AIM OF THE TASK: Give the lines below again exactly, starting with the line that holds "entry was provided" and going on through the line that holds "token must not".

BEGIN

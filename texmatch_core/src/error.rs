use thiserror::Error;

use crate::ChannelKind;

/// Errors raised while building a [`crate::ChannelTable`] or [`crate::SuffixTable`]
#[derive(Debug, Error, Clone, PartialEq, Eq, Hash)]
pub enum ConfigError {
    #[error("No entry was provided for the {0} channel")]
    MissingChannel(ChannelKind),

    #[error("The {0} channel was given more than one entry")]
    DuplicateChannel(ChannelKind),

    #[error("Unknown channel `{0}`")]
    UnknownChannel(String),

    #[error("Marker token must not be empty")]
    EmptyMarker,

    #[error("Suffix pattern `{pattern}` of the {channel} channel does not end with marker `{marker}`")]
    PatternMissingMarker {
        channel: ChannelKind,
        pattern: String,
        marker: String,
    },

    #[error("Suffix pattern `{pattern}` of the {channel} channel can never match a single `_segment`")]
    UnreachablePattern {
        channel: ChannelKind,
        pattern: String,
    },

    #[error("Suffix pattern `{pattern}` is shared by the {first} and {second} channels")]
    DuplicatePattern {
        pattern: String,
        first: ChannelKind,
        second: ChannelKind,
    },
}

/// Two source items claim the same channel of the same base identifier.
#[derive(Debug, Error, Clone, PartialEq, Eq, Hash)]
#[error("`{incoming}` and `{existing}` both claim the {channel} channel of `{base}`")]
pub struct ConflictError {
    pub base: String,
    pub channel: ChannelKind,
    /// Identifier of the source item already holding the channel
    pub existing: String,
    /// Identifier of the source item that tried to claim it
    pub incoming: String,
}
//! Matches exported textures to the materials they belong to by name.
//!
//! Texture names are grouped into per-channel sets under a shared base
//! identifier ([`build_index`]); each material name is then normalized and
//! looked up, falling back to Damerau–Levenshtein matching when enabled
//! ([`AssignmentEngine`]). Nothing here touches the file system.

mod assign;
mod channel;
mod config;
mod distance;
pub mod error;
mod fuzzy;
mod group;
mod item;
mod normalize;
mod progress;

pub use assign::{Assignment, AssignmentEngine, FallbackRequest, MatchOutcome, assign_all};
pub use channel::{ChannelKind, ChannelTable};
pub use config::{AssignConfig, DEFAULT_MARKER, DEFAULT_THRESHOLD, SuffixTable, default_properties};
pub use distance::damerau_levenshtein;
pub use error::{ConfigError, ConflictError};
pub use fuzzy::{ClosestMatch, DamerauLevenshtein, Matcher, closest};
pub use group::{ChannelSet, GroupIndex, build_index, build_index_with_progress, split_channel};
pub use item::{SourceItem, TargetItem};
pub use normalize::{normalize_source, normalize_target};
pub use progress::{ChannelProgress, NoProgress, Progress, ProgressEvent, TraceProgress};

END
BEGIN

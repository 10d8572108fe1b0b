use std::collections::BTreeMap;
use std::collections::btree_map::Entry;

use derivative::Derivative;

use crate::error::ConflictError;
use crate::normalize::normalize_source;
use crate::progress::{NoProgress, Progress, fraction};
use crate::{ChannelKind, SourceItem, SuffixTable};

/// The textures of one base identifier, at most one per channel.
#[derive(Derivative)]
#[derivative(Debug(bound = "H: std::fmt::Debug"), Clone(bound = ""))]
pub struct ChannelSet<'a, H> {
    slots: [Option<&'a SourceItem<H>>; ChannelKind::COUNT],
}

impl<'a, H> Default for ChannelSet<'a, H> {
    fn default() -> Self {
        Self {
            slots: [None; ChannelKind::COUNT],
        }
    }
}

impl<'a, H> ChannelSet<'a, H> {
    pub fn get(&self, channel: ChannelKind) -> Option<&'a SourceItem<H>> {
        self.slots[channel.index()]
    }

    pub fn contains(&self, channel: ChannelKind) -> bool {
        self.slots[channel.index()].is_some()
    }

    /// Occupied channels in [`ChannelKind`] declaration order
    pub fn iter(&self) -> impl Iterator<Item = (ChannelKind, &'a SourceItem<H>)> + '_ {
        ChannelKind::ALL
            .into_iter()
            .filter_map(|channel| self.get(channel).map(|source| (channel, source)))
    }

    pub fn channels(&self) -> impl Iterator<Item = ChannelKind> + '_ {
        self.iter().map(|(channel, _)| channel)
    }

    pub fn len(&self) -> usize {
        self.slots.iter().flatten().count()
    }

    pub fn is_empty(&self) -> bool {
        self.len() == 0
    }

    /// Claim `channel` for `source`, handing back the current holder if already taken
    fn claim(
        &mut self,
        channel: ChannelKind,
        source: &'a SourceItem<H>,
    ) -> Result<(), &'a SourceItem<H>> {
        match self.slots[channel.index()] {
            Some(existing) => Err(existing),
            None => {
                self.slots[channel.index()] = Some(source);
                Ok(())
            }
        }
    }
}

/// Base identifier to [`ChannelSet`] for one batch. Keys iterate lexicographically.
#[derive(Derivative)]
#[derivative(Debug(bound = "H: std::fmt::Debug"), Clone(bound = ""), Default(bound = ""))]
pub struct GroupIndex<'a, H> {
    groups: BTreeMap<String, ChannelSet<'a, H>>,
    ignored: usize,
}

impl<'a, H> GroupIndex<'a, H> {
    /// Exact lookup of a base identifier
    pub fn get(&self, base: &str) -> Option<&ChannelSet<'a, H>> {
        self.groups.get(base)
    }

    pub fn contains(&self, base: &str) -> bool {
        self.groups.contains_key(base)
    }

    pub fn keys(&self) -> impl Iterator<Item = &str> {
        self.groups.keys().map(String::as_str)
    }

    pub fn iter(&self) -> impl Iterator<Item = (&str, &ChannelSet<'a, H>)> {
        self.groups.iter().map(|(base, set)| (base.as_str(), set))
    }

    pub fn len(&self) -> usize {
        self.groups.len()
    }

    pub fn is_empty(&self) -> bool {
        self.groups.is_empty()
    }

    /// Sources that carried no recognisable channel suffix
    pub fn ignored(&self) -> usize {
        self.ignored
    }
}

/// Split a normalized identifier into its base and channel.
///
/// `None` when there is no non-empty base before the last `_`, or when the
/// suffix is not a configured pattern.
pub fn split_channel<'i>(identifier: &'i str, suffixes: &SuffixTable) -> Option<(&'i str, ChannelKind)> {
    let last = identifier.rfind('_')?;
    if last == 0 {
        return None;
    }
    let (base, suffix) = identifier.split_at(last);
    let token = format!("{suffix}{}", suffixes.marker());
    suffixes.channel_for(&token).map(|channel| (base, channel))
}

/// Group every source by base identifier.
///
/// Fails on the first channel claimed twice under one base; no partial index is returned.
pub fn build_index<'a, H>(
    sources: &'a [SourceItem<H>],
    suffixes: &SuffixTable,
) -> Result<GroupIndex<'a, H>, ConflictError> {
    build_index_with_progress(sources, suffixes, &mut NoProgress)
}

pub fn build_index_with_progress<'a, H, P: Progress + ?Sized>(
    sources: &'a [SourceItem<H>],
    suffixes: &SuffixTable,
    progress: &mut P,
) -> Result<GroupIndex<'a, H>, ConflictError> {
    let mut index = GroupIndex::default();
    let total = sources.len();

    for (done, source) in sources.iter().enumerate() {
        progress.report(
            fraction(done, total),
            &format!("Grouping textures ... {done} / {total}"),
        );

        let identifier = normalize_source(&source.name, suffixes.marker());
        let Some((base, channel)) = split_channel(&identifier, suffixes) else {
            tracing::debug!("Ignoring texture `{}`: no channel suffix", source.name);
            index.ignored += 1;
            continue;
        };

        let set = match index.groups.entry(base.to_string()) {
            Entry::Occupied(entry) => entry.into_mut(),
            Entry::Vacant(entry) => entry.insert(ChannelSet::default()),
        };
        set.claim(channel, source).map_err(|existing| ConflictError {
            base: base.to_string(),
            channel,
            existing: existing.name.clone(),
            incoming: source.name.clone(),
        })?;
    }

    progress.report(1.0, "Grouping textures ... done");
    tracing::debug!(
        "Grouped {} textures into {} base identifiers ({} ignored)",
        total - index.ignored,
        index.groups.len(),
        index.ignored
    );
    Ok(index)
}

END
BEGIN

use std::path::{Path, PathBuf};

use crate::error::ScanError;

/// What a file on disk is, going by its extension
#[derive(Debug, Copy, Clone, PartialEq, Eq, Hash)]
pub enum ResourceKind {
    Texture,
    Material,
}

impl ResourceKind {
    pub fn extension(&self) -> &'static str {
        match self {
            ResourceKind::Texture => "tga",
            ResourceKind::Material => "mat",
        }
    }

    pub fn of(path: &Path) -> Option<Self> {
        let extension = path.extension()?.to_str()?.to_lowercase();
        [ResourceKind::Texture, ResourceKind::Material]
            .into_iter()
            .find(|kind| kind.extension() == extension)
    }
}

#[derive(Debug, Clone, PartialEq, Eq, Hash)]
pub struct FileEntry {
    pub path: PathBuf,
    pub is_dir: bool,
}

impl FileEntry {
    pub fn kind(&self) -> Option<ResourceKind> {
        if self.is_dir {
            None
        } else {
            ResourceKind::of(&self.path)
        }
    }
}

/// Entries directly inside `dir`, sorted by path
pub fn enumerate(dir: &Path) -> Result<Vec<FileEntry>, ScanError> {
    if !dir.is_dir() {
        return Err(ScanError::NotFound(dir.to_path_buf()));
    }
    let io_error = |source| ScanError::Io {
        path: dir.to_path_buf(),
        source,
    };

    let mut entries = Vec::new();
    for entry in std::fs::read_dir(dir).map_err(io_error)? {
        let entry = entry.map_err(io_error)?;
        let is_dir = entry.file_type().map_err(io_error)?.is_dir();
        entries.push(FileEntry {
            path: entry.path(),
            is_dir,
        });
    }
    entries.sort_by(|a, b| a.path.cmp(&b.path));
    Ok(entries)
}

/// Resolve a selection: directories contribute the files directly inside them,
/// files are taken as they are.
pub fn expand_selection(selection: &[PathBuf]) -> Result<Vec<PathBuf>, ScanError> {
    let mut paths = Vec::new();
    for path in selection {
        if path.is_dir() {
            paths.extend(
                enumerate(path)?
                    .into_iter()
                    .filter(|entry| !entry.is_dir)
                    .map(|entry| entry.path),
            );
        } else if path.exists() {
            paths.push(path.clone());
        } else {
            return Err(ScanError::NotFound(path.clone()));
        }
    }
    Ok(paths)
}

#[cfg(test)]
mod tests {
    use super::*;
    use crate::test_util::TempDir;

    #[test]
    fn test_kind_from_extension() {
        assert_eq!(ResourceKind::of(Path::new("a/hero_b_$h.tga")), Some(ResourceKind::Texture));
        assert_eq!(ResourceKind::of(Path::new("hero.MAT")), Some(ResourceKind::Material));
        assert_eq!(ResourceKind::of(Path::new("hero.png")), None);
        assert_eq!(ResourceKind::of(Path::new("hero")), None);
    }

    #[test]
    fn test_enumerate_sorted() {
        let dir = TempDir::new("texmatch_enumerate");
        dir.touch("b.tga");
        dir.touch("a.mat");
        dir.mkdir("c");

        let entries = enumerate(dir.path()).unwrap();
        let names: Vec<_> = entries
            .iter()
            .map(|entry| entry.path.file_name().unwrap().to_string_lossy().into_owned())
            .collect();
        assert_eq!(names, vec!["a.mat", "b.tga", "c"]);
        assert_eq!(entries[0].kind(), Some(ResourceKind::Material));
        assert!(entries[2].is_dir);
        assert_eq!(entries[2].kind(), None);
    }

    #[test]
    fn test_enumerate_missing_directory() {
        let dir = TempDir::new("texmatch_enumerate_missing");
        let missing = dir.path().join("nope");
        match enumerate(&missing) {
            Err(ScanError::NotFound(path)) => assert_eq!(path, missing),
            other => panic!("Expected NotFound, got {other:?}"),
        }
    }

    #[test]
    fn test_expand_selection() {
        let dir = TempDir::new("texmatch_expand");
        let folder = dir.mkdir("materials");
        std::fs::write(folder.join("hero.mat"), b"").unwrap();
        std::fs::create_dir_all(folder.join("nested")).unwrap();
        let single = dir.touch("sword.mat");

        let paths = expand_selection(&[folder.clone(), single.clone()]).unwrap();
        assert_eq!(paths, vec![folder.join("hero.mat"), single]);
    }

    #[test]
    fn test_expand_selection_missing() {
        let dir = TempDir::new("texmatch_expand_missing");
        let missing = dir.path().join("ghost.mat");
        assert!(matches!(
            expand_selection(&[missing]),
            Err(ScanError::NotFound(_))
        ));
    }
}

END

SOLUTION BELOW:
    #[error("No entry was provided for the {0} channel")]
    MissingChannel(ChannelKind),

    #[error("The {0} channel was given more than one entry")]
    DuplicateChannel(ChannelKind),

    #[error("Unknown channel `{0}`")]
    UnknownChannel(String),

    #[error("Marker token must not be empty")]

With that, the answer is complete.